Description of the task: Among the entries below, only the lines starting at the one with "lines.push(line.to_string());" and ending at the one with "an end-of-file record.", both included, are to be printed exactly.

[Collected data entries]
>>>>

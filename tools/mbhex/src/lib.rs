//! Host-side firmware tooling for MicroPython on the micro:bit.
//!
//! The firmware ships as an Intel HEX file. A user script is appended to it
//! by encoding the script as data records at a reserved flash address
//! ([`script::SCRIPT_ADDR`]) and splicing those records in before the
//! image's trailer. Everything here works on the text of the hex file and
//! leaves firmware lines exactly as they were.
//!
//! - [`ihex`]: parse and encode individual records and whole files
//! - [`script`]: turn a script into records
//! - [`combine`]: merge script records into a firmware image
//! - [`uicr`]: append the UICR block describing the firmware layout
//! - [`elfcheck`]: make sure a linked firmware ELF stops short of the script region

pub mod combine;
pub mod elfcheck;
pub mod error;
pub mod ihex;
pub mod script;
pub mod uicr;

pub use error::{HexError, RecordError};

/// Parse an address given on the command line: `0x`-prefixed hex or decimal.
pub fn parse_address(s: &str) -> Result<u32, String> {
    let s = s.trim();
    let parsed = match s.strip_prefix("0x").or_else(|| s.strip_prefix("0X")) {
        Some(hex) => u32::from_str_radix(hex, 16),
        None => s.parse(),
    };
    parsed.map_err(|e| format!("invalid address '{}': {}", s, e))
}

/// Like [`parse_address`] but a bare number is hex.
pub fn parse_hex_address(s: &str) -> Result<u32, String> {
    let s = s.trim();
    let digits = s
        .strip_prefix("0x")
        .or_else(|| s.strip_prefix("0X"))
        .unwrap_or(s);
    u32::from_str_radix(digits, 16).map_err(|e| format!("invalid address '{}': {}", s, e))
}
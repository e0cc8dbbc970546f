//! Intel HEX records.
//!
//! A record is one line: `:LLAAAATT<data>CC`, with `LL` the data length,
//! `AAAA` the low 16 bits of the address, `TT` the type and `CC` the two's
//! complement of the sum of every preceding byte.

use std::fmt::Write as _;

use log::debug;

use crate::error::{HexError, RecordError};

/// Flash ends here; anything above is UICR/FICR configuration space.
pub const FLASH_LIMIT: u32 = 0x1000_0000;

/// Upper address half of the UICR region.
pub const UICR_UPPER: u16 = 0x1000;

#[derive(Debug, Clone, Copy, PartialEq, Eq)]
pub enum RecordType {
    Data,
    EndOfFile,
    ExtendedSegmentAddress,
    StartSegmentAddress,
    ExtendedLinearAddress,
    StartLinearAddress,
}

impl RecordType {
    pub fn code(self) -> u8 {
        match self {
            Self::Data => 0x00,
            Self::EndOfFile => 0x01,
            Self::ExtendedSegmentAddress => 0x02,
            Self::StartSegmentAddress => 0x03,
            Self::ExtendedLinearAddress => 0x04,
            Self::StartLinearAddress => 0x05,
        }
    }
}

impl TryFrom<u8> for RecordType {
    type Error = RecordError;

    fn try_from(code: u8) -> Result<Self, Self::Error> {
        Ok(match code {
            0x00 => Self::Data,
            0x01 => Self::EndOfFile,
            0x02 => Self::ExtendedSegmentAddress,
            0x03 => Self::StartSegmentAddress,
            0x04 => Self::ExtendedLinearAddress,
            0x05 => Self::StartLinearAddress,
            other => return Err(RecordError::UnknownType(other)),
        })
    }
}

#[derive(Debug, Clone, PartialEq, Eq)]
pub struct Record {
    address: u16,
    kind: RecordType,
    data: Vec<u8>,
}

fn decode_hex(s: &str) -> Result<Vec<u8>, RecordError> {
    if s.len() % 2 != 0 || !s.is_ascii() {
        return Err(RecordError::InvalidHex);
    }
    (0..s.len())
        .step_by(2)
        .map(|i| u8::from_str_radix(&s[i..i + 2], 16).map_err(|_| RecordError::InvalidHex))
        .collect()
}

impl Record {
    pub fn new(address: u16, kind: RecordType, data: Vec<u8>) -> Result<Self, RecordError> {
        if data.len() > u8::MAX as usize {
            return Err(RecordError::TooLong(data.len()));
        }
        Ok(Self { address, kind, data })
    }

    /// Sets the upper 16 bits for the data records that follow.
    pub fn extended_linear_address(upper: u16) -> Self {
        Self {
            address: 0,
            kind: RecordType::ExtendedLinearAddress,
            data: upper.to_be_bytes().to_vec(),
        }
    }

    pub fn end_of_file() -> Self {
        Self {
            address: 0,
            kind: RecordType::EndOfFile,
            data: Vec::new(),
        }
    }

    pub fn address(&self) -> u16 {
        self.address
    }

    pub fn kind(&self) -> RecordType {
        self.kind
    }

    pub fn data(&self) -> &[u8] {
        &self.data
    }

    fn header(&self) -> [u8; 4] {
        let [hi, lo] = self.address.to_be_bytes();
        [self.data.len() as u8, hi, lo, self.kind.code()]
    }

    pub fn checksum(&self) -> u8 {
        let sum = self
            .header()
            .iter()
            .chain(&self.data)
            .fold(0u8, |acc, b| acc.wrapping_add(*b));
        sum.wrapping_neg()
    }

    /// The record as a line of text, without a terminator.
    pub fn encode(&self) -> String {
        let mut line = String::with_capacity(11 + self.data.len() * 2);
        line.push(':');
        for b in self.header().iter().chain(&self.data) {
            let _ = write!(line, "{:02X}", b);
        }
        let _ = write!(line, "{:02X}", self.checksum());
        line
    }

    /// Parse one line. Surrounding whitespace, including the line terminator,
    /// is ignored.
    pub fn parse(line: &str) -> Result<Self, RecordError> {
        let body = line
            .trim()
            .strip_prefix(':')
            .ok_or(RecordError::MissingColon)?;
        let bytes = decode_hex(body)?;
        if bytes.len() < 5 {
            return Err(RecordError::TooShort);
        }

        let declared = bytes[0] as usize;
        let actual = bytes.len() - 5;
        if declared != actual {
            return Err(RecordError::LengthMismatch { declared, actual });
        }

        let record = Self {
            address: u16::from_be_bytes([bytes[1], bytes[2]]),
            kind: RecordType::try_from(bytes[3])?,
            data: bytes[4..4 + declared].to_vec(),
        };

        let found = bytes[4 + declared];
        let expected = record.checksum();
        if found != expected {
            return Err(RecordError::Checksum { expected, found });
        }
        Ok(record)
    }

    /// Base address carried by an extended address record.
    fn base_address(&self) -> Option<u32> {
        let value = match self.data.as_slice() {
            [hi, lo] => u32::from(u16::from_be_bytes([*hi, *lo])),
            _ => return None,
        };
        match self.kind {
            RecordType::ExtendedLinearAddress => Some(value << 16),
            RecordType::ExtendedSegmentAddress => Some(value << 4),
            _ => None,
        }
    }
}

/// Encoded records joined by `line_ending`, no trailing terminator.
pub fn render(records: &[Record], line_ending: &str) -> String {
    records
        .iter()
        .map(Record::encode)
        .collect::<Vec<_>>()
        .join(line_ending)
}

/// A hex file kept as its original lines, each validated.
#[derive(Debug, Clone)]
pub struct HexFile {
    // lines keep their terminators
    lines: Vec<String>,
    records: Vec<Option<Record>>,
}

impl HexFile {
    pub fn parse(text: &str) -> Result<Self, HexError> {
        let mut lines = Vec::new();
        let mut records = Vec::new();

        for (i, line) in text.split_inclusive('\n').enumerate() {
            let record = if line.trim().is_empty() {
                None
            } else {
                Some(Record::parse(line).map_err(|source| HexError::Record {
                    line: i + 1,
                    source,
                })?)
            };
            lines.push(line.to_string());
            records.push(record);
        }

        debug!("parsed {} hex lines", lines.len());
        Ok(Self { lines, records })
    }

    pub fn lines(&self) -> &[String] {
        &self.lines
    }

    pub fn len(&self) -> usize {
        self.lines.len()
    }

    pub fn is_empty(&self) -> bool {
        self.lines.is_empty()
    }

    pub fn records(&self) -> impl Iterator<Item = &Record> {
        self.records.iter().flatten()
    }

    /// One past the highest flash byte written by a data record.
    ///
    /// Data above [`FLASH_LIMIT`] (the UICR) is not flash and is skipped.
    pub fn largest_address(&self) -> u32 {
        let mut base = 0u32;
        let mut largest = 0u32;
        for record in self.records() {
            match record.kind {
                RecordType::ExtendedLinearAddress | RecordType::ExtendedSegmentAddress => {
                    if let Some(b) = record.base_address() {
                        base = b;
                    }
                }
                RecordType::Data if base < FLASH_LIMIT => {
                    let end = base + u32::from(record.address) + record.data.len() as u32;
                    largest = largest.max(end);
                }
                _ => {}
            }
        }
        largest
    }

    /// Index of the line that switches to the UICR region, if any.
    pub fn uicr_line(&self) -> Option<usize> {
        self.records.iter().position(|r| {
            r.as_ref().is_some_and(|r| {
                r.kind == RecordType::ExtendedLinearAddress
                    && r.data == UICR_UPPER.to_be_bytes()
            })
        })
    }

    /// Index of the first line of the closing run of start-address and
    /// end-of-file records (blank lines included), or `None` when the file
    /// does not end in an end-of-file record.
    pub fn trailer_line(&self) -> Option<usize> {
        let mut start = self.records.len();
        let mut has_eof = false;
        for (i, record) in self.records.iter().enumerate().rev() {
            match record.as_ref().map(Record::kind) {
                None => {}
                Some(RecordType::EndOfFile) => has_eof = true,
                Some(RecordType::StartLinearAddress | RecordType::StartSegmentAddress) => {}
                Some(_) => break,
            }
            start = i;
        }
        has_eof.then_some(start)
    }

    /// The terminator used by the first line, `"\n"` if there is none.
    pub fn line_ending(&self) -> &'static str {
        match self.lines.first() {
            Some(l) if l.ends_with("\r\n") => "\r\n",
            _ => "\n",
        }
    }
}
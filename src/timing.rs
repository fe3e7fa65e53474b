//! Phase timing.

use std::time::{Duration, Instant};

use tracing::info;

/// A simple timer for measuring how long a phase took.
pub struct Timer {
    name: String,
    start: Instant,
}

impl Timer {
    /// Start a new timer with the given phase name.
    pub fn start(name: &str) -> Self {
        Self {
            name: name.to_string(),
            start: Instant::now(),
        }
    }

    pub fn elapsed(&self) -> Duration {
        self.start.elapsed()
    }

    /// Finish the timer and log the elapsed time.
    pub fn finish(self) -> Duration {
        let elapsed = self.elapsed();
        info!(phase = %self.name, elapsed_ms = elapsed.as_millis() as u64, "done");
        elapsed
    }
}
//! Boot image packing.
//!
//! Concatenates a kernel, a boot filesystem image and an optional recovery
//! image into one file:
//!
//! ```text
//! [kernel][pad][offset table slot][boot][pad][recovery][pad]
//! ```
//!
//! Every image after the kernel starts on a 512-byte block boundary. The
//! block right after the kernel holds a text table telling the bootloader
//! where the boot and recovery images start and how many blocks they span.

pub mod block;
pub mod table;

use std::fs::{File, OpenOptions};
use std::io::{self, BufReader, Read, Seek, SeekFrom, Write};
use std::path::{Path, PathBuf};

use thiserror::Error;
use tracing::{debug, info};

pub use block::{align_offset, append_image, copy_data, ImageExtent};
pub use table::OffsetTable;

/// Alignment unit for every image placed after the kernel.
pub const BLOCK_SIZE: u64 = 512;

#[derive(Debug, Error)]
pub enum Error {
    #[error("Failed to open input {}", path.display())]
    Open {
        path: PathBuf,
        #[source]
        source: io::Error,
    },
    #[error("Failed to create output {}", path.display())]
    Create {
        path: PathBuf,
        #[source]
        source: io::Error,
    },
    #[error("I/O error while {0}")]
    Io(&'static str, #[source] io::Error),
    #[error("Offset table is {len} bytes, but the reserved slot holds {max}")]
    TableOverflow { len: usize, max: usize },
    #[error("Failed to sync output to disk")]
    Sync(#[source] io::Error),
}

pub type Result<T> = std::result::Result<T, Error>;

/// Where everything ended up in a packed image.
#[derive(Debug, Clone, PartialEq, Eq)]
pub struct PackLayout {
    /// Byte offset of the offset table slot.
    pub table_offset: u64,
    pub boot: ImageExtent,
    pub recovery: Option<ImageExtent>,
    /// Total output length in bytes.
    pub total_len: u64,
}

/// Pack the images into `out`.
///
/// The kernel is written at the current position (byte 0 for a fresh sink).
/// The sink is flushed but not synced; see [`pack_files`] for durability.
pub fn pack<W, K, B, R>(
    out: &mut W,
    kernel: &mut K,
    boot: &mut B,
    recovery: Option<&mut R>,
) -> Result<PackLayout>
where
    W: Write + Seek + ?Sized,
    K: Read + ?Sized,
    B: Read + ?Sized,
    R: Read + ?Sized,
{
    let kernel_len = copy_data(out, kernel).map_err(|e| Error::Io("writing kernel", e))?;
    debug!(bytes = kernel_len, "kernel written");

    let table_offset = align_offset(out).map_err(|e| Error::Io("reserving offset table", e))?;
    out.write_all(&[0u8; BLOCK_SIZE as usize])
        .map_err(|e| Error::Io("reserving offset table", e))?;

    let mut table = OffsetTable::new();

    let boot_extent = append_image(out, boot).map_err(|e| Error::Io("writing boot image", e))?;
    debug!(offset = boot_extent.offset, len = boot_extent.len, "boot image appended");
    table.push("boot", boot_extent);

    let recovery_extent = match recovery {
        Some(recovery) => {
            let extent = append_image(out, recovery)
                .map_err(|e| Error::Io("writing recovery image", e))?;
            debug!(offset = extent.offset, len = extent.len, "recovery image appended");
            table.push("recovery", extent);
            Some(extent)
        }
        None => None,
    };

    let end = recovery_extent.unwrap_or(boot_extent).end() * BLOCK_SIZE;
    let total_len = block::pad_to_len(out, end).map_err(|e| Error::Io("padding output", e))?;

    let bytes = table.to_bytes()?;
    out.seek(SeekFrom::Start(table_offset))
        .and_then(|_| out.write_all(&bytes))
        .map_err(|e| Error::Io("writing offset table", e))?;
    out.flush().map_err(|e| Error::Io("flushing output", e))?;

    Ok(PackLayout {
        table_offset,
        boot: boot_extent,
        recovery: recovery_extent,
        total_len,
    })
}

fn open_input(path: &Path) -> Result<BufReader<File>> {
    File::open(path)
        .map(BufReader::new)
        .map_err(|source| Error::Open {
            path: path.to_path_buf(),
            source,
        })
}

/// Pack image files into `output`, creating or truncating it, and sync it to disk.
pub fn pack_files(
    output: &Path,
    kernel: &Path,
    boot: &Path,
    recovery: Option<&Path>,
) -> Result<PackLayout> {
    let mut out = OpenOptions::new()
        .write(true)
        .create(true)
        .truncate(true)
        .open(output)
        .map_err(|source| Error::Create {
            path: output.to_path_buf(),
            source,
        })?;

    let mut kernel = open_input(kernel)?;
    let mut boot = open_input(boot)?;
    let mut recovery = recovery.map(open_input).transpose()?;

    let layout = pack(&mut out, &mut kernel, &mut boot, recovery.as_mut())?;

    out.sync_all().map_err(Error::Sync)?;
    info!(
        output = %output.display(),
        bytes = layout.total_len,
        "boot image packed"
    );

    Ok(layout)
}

<<<<

Reply to the exercise:
            lines.push(line.to_string());
            records.push(record);
        }

        debug!("parsed {} hex lines", lines.len());
        Ok(Self { lines, records })
    }

    pub fn lines(&self) -> &[String] {
        &self.lines
    }

    pub fn len(&self) -> usize {
        self.lines.len()
    }

    pub fn is_empty(&self) -> bool {
        self.lines.is_empty()
    }

    pub fn records(&self) -> impl Iterator<Item = &Record> {
        self.records.iter().flatten()
    }

    /// One past the highest flash byte written by a data record.
    ///
    /// Data above [`FLASH_LIMIT`] (the UICR) is not flash and is skipped.
    pub fn largest_address(&self) -> u32 {
        let mut base = 0u32;
        let mut largest = 0u32;
        for record in self.records() {
            match record.kind {
                RecordType::ExtendedLinearAddress | RecordType::ExtendedSegmentAddress => {
                    if let Some(b) = record.base_address() {
                        base = b;
                    }
                }
                RecordType::Data if base < FLASH_LIMIT => {
                    let end = base + u32::from(record.address) + record.data.len() as u32;
                    largest = largest.max(end);
                }
                _ => {}
            }
        }
        largest
    }

    /// Index of the line that switches to the UICR region, if any.
    pub fn uicr_line(&self) -> Option<usize> {
        self.records.iter().position(|r| {
            r.as_ref().is_some_and(|r| {
                r.kind == RecordType::ExtendedLinearAddress
                    && r.data == UICR_UPPER.to_be_bytes()
            })
        })
    }

    /// Index of the first line of the closing run of start-address and
    /// end-of-file records (blank lines included), or `None` when the file
    /// does not end in an end-of-file record.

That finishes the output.